Segment Start: ENTRIES SUPPLIED

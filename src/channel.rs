//! Sender channel
//!
//! Owns the named output channel and its backend. Opening is idempotent, publishing is
//! best-effort and never waits, closing is safe whether or not `open` ever succeeded.

use std::panic::{catch_unwind, AssertUnwindSafe};
use std::sync::atomic::{AtomicBool, AtomicU64, Ordering};
use std::sync::{Mutex, TryLockError};

use spout_sender_core::host::GpuResource;
use spout_sender_core::{Diagnostics, DropReason, ExportEvent, PixelFormat, SenderError};

use crate::output::TextureSender;
use crate::{logi, logw};

/// Result of one `publish` call.
#[derive(Debug, Clone, Copy, PartialEq, Eq)]
pub enum PublishOutcome {
    Published,
    Dropped(DropReason),
}

struct Backend {
    sender: Box<dyn TextureSender>,
    name: Option<String>,
}

pub struct SenderChannel {
    backend: Mutex<Backend>,
    open: AtomicBool,
    published: AtomicU64,
    dropped: AtomicU64,
    warned: AtomicBool,
    diagnostics: Diagnostics,
}

impl SenderChannel {
    pub fn new(sender: Box<dyn TextureSender>, diagnostics: Diagnostics) -> Self {
        Self {
            backend: Mutex::new(Backend { sender, name: None }),
            open: AtomicBool::new(false),
            published: AtomicU64::new(0),
            dropped: AtomicU64::new(0),
            warned: AtomicBool::new(false),
            diagnostics,
        }
    }

    /// Register `name` with the sharing subsystem. Returns whether the channel is open.
    ///
    /// A failure is logged and leaves the channel inert; it is never an error for the caller.
    pub fn open(&self, name: &str, width: u32, height: u32, format: PixelFormat) -> bool {
        let mut b = match self.backend.lock() {
            Ok(g) => g,
            Err(poisoned) => poisoned.into_inner(),
        };

        if let Some(current) = &b.name {
            if current != name {
                logw!("OUTPUT", "channel already open as '{current}', ignoring open('{name}')");
            }
            return true;
        }

        let backend = b.sender.backend_name();
        match b.sender.open(name, width, height, format) {
            Ok(()) => {
                b.name = Some(name.to_string());
                self.open.store(true, Ordering::Release);
                logi!(
                    "OUTPUT",
                    "channel '{name}' open via {backend} ({width}x{height} {})",
                    format.as_str()
                );
                self.diagnostics.emit(ExportEvent::ChannelOpened {
                    name: name.to_string(),
                    backend,
                });
                true
            }
            Err(e) => {
                let err = SenderError::ChannelOpen {
                    name: name.to_string(),
                    msg: format!("{e:#}"),
                };
                logw!("OUTPUT", "{err} (via {backend}); frames will not be shared");
                self.diagnostics.emit(ExportEvent::ChannelUnavailable {
                    name: name.to_string(),
                    error: err.to_string(),
                });
                false
            }
        }
    }

    pub fn is_open(&self) -> bool {
        self.open.load(Ordering::Acquire)
    }

    /// Share one frame. Never blocks and never fails; anything that goes wrong is a dropped frame.
    pub fn publish(
        &self,
        resource: GpuResource,
        width: u32,
        height: u32,
        format: PixelFormat,
    ) -> PublishOutcome {
        if !self.is_open() {
            return self.drop_frame(DropReason::ChannelClosed);
        }

        let mut b = match self.backend.try_lock() {
            Ok(g) => g,
            Err(TryLockError::WouldBlock) => return self.drop_frame(DropReason::Busy),
            Err(TryLockError::Poisoned(p)) => p.into_inner(),
        };
        // close() may have won the race between the flag check and the lock.
        if b.name.is_none() {
            return self.drop_frame(DropReason::ChannelClosed);
        }

        let sent = catch_unwind(AssertUnwindSafe(|| {
            b.sender.publish(resource, width, height, format)
        }));
        match sent {
            Ok(Ok(())) => {
                let frame = self.published.fetch_add(1, Ordering::Relaxed) + 1;
                self.diagnostics.emit(ExportEvent::FramePublished { frame });
                PublishOutcome::Published
            }
            Ok(Err(e)) => {
                self.warn_once(&format!("publish failed: {e:#}"));
                self.drop_frame(DropReason::Rejected)
            }
            Err(_) => self.frame_panicked(b.sender.backend_name()),
        }
    }

    /// Count a frame lost to a panic in `what`. Only the first failure of any kind is logged.
    pub fn frame_panicked(&self, what: &str) -> PublishOutcome {
        self.warn_once(&format!("{what} panicked while exporting a frame"));
        self.drop_frame(DropReason::Panicked)
    }

    fn warn_once(&self, msg: &str) {
        if !self.warned.swap(true, Ordering::Relaxed) {
            logw!("OUTPUT", "{msg} (further failures are counted, not logged)");
        }
    }

    /// Release the channel. Safe to call repeatedly and when `open` never succeeded.
    pub fn close(&self) {
        self.open.store(false, Ordering::Release);
        let mut b = match self.backend.lock() {
            Ok(g) => g,
            Err(poisoned) => poisoned.into_inner(),
        };
        if let Some(name) = b.name.take() {
            b.sender.close();
            logi!(
                "OUTPUT",
                "channel '{name}' closed (published={} dropped={})",
                self.published(),
                self.dropped()
            );
        }
    }

    pub fn published(&self) -> u64 {
        self.published.load(Ordering::Relaxed)
    }

    pub fn dropped(&self) -> u64 {
        self.dropped.load(Ordering::Relaxed)
    }

    fn drop_frame(&self, reason: DropReason) -> PublishOutcome {
        self.dropped.fetch_add(1, Ordering::Relaxed);
        self.diagnostics.emit(ExportEvent::FrameDropped { reason });
        PublishOutcome::Dropped(reason)
    }
}

impl Drop for SenderChannel {
    fn drop(&mut self) {
        self.close();
    }
}
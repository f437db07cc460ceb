//! Texture factory session
//!
//! Wraps a started `TextureFactory` and tracks the textures it issued, so the factory is never
//! shut down while one of them is still live.

use std::sync::Arc;

use spout_sender_core::host::{SharedTexture, TextureDesc, TextureFactory, TextureId};
use spout_sender_core::SenderError;

use crate::{logi, logw};

/// The bridge only ever needs one shared texture.
pub const MAX_LIVE_TEXTURES: usize = 1;

pub struct TextureRegistry {
    factory: Box<dyn TextureFactory>,
    live: Vec<Arc<dyn SharedTexture>>,
}

impl TextureRegistry {
    /// Start `factory`. On failure the factory is dropped without `shutdown`.
    pub fn start(mut factory: Box<dyn TextureFactory>) -> Result<Self, SenderError> {
        factory.startup()?;
        logi!("TEXTURE", "texture factory started");
        Ok(Self {
            factory,
            live: Vec::new(),
        })
    }

    pub fn create(&mut self, desc: &TextureDesc) -> Result<Arc<dyn SharedTexture>, SenderError> {
        if self.live.len() >= MAX_LIVE_TEXTURES {
            return Err(SenderError::TextureLimit {
                live: self.live.len(),
            });
        }
        let texture = self.factory.create_texture(desc)?;
        logi!(
            "TEXTURE",
            "created '{}' {}x{} context='{}' viewpoint='{}' engine='{}'",
            desc.name,
            desc.width,
            desc.height,
            desc.context_name,
            desc.viewpoint_path,
            desc.engine_id
        );
        self.live.push(texture.clone());
        Ok(texture)
    }

    /// Hand `texture` back to the factory. Unknown textures are ignored.
    pub fn release(&mut self, texture: Arc<dyn SharedTexture>) {
        let id = texture.id();
        let Some(pos) = self.live.iter().position(|t| t.id() == id) else {
            logw!("TEXTURE", "release of unknown texture {:?} ignored", id);
            return;
        };
        let tracked = self.live.swap_remove(pos);
        // Give the factory the last reference we hold.
        drop(texture);
        self.factory.release_texture(tracked);
        logi!("TEXTURE", "released texture {:?}", id);
    }

    pub fn live_count(&self) -> usize {
        self.live.len()
    }

    pub fn is_live(&self, id: TextureId) -> bool {
        self.live.iter().any(|t| t.id() == id)
    }

    /// Release anything still live, then shut the factory down.
    pub fn stop(mut self) {
        if !self.live.is_empty() {
            logw!(
                "TEXTURE",
                "{} texture(s) still live at factory stop; releasing first",
                self.live.len()
            );
        }
        for texture in std::mem::take(&mut self.live) {
            self.factory.release_texture(texture);
        }
        self.factory.shutdown();
        logi!("TEXTURE", "texture factory stopped");
    }
}
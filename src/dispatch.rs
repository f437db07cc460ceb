//! Frame extraction & dispatch
//!
//! Runs synchronously on the renderer's thread for every drawable-changed event:
//!   1) decode the typed result token from the event
//!   2) ask the shared texture for the configured AOV (exactly one match)
//!   3) forward its GPU resource to the sender channel
//!
//! Every step that finds nothing drops the frame silently. Nothing is kept between calls
//! except the counters, which belong to the controller.

use std::panic::{catch_unwind, AssertUnwindSafe};
use std::sync::atomic::{AtomicU64, Ordering};
use std::sync::{Arc, RwLock};

use spout_sender_core::host::{
    FrameEventError, FrameListener, FrameResultToken, HostEvent, SharedTexture,
};
use spout_sender_core::{ExportConfig, ExportStats, PixelFormat};

use crate::channel::{PublishOutcome, SenderChannel};

/// Counters shared by the controller and the frame path.
#[derive(Debug, Default)]
pub struct FrameCounters {
    ignored: AtomicU64,
    empty: AtomicU64,
}

impl FrameCounters {
    pub fn ignored(&self) -> u64 {
        self.ignored.load(Ordering::Relaxed)
    }

    pub fn empty(&self) -> u64 {
        self.empty.load(Ordering::Relaxed)
    }

    /// Fill the frame-path fields of `stats`.
    pub fn fill(&self, stats: &mut ExportStats) {
        stats.ignored = self.ignored();
        stats.empty = self.empty();
    }
}

/// What happened to one event.
#[derive(Debug, Clone, PartialEq, Eq)]
pub enum FrameOutcome {
    /// Not a well-formed drawable-changed event.
    Ignored(FrameEventError),
    /// The renderer produced no matching AOV this frame.
    NoAov,
    /// The AOV matched but carried no GPU resource.
    NoResource,
    /// The exporter was detached during shutdown.
    Detached,
    Forwarded(PublishOutcome),
}

pub struct FrameExporter {
    texture: RwLock<Option<Arc<dyn SharedTexture>>>,
    channel: Arc<SenderChannel>,
    counters: Arc<FrameCounters>,
    aov_name: String,
    width: u32,
    height: u32,
    format: PixelFormat,
}

impl FrameExporter {
    pub fn new(
        texture: Arc<dyn SharedTexture>,
        channel: Arc<SenderChannel>,
        counters: Arc<FrameCounters>,
        config: &ExportConfig,
    ) -> Self {
        Self {
            texture: RwLock::new(Some(texture)),
            channel,
            counters,
            aov_name: config.aov_name.clone(),
            width: config.width,
            height: config.height,
            format: config.pixel_format,
        }
    }

    pub fn export(&self, event: &HostEvent) -> FrameOutcome {
        let token = match FrameResultToken::from_event(event) {
            Ok(t) => t,
            Err(e) => {
                self.counters.ignored.fetch_add(1, Ordering::Relaxed);
                return FrameOutcome::Ignored(e);
            }
        };

        // Contention here only happens while detach() runs at shutdown.
        let Ok(guard) = self.texture.try_read() else {
            return FrameOutcome::Detached;
        };
        let Some(texture) = guard.as_ref() else {
            return FrameOutcome::Detached;
        };

        let aov = texture
            .query_aovs(&token, &self.aov_name, 1)
            .into_iter()
            .next();
        let Some(aov) = aov else {
            self.counters.empty.fetch_add(1, Ordering::Relaxed);
            return FrameOutcome::NoAov;
        };
        let Some(resource) = aov.resource else {
            self.counters.empty.fetch_add(1, Ordering::Relaxed);
            return FrameOutcome::NoResource;
        };

        FrameOutcome::Forwarded(
            self.channel
                .publish(resource, self.width, self.height, self.format),
        )
    }

    /// Drop the texture back-reference; later events become no-ops. Returns what was held.
    pub fn detach(&self) -> Option<Arc<dyn SharedTexture>> {
        match self.texture.write() {
            Ok(mut g) => g.take(),
            Err(poisoned) => poisoned.into_inner().take(),
        }
    }
}

impl FrameListener for FrameExporter {
    fn on_frame_event(&self, event: &HostEvent) {
        // Runs on the renderer's thread; a panicking collaborator costs this frame only.
        if catch_unwind(AssertUnwindSafe(|| self.export(event))).is_err() {
            self.channel.frame_panicked("shared texture");
        }
    }
}
//! In-process event dispatcher
//!
//! Used by the simulator and by tests in place of the host's dispatcher.
//!
//! Dispatch holds the registry's read guard for the whole delivery; releasing a subscription
//! takes the write guard. A release therefore either happens before a dispatch starts or waits
//! for it to finish, and no callback is observed after `Subscription::release` returns.
//! Consequence: a listener must not release its own subscription from inside its callback.

use std::sync::{Arc, RwLock, Weak};

use crate::host::{
    EventDispatcher, FrameListener, HostEvent, Subscription, TextureId, UpdateListener,
};

struct Entry<L: ?Sized> {
    id: u64,
    order: i32,
    name: String,
    listener: Arc<L>,
}

struct FrameEntry {
    texture: TextureId,
    entry: Entry<dyn FrameListener>,
}

#[derive(Default)]
struct Registry {
    next_id: u64,
    update: Vec<Entry<dyn UpdateListener>>,
    frame: Vec<FrameEntry>,
}

impl Registry {
    fn next_id(&mut self) -> u64 {
        self.next_id += 1;
        self.next_id
    }
}

/// Serial, in-process `EventDispatcher`.
#[derive(Default, Clone)]
pub struct LocalDispatcher {
    inner: Arc<RwLock<Registry>>,
}

impl LocalDispatcher {
    pub fn new() -> Self {
        Self::default()
    }

    /// Deliver `event` to every post-update listener. Returns how many were called.
    pub fn dispatch_update(&self, event: &HostEvent) -> usize {
        let Ok(reg) = self.inner.read() else {
            return 0;
        };
        for e in &reg.update {
            e.listener.on_update(event);
        }
        reg.update.len()
    }

    /// Deliver `event` to every listener observing `texture`. Returns how many were called.
    pub fn dispatch_frame(&self, texture: TextureId, event: &HostEvent) -> usize {
        let Ok(reg) = self.inner.read() else {
            return 0;
        };
        let mut n = 0;
        for fe in reg.frame.iter().filter(|fe| fe.texture == texture) {
            fe.entry.listener.on_frame_event(event);
            n += 1;
        }
        n
    }

    pub fn update_listener_count(&self) -> usize {
        self.inner.read().map(|r| r.update.len()).unwrap_or(0)
    }

    pub fn frame_listener_count(&self) -> usize {
        self.inner.read().map(|r| r.frame.len()).unwrap_or(0)
    }

    /// Names of the live subscriptions, in delivery order (updates first).
    pub fn subscription_names(&self) -> Vec<String> {
        let Ok(reg) = self.inner.read() else {
            return Vec::new();
        };
        reg.update
            .iter()
            .map(|e| e.name.clone())
            .chain(reg.frame.iter().map(|fe| fe.entry.name.clone()))
            .collect()
    }

    fn unsubscribe_hook(&self, id: u64) -> impl FnOnce() + Send + 'static {
        let weak: Weak<RwLock<Registry>> = Arc::downgrade(&self.inner);
        move || {
            let Some(inner) = weak.upgrade() else {
                return;
            };
            // A poisoned lock means a listener panicked mid-dispatch; still drop the entry.
            let mut reg = match inner.write() {
                Ok(g) => g,
                Err(poisoned) => poisoned.into_inner(),
            };
            reg.update.retain(|e| e.id != id);
            reg.frame.retain(|fe| fe.entry.id != id);
        }
    }
}

impl EventDispatcher for LocalDispatcher {
    fn observe_post_update(
        &self,
        name: &str,
        order: i32,
        listener: Arc<dyn UpdateListener>,
    ) -> Subscription {
        let Ok(mut reg) = self.inner.write() else {
            return Subscription::inert(name);
        };
        let id = reg.next_id();
        reg.update.push(Entry {
            id,
            order,
            name: name.to_string(),
            listener,
        });
        // Stable sort keeps subscription order within one priority.
        reg.update.sort_by_key(|e| e.order);
        drop(reg);
        Subscription::new(name, self.unsubscribe_hook(id))
    }

    fn observe_drawable_changed(
        &self,
        name: &str,
        order: i32,
        texture: TextureId,
        listener: Arc<dyn FrameListener>,
    ) -> Subscription {
        let Ok(mut reg) = self.inner.write() else {
            return Subscription::inert(name);
        };
        let id = reg.next_id();
        reg.frame.push(FrameEntry {
            texture,
            entry: Entry {
                id,
                order,
                name: name.to_string(),
                listener,
            },
        });
        reg.frame.sort_by_key(|fe| fe.entry.order);
        drop(reg);
        Subscription::new(name, self.unsubscribe_hook(id))
    }
}

#[cfg(test)]
mod tests {
    use super::*;
    use crate::host::DEFAULT_ORDER;
    use crossbeam_channel::{bounded, Receiver, Sender};
    use std::sync::atomic::{AtomicBool, AtomicUsize, Ordering};
    use std::sync::Mutex;
    use std::thread;
    use std::time::Duration;

    struct Recorder {
        tag: &'static str,
        log: Arc<Mutex<Vec<&'static str>>>,
    }

    impl UpdateListener for Recorder {
        fn on_update(&self, _event: &HostEvent) {
            self.log.lock().unwrap().push(self.tag);
        }
    }

    impl FrameListener for Recorder {
        fn on_frame_event(&self, _event: &HostEvent) {
            self.log.lock().unwrap().push(self.tag);
        }
    }

    fn recorder(tag: &'static str, log: &Arc<Mutex<Vec<&'static str>>>) -> Arc<Recorder> {
        Arc::new(Recorder { tag, log: log.clone() })
    }

    #[test]
    fn updates_are_delivered_by_order_then_sequence() {
        let bus = LocalDispatcher::new();
        let log = Arc::new(Mutex::new(Vec::new()));
        let _a = bus.observe_post_update("a", DEFAULT_ORDER, recorder("a", &log));
        let _b = bus.observe_post_update("b", -10, recorder("b", &log));
        let _c = bus.observe_post_update("c", DEFAULT_ORDER, recorder("c", &log));

        assert_eq!(bus.dispatch_update(&HostEvent::post_update()), 3);
        assert_eq!(*log.lock().unwrap(), vec!["b", "a", "c"]);
    }

    #[test]
    fn frame_events_only_reach_the_matching_texture() {
        let bus = LocalDispatcher::new();
        let log = Arc::new(Mutex::new(Vec::new()));
        let one = recorder("one", &log);
        let two = recorder("two", &log);
        let _one = bus.observe_drawable_changed("one", DEFAULT_ORDER, TextureId(1), one);
        let _two = bus.observe_drawable_changed("two", DEFAULT_ORDER, TextureId(2), two);

        assert_eq!(bus.dispatch_frame(TextureId(2), &HostEvent::drawable_changed(9)), 1);
        assert_eq!(*log.lock().unwrap(), vec!["two"]);
    }

    #[test]
    fn released_subscription_receives_nothing() {
        let bus = LocalDispatcher::new();
        let log = Arc::new(Mutex::new(Vec::new()));
        let sub = bus.observe_post_update("a", DEFAULT_ORDER, recorder("a", &log));
        assert_eq!(bus.update_listener_count(), 1);

        sub.release();
        assert_eq!(bus.update_listener_count(), 0);
        assert_eq!(bus.dispatch_update(&HostEvent::post_update()), 0);
        assert!(log.lock().unwrap().is_empty());
    }

    #[test]
    fn subscription_outliving_the_bus_is_harmless() {
        let log = Arc::new(Mutex::new(Vec::new()));
        let sub = {
            let bus = LocalDispatcher::new();
            bus.observe_post_update("a", DEFAULT_ORDER, recorder("a", &log))
        };
        drop(sub);
    }

    /// Blocks inside its callback until the test lets it go.
    struct Gate {
        entered: Sender<()>,
        proceed: Receiver<()>,
        calls: AtomicUsize,
        finished: AtomicBool,
    }

    impl UpdateListener for Gate {
        fn on_update(&self, _event: &HostEvent) {
            self.calls.fetch_add(1, Ordering::SeqCst);
            let _ = self.entered.send(());
            let _ = self.proceed.recv();
            self.finished.store(true, Ordering::SeqCst);
        }
    }

    #[test]
    fn release_waits_for_an_in_flight_dispatch() {
        let bus = LocalDispatcher::new();
        let (entered_tx, entered_rx) = bounded(1);
        let (proceed_tx, proceed_rx) = bounded(1);
        let gate = Arc::new(Gate {
            entered: entered_tx,
            proceed: proceed_rx,
            calls: AtomicUsize::new(0),
            finished: AtomicBool::new(false),
        });
        let sub = bus.observe_post_update("gate", DEFAULT_ORDER, gate.clone());

        let dispatcher = {
            let bus = bus.clone();
            thread::spawn(move || bus.dispatch_update(&HostEvent::post_update()))
        };
        entered_rx.recv().unwrap();

        let released = Arc::new(AtomicBool::new(false));
        let releaser = {
            let released = released.clone();
            let gate = gate.clone();
            thread::spawn(move || {
                sub.release();
                released.store(true, Ordering::SeqCst);
                // Observed from the releasing thread, right after release returned.
                gate.finished.load(Ordering::SeqCst)
            })
        };

        thread::sleep(Duration::from_millis(50));
        assert!(!released.load(Ordering::SeqCst), "release returned mid-callback");

        proceed_tx.send(()).unwrap();
        assert_eq!(dispatcher.join().unwrap(), 1);
        assert!(releaser.join().unwrap(), "callback still running after release");

        assert_eq!(bus.dispatch_update(&HostEvent::post_update()), 0);
        assert_eq!(gate.calls.load(Ordering::SeqCst), 1);
    }
}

Segment End: ENTRIES SUPPLIED

**WHAT THE TASK ASKS**: In the data above, find each line that has the word "PixelFormat" and copy it out.

**ANSWER TO THIS EXERCISE**:
use spout_sender_core::{Diagnostics, DropReason, ExportEvent, PixelFormat, SenderError};
    pub fn open(&self, name: &str, width: u32, height: u32, format: PixelFormat) -> bool {
        format: PixelFormat,
use spout_sender_core::{ExportConfig, ExportStats, PixelFormat};
    format: PixelFormat,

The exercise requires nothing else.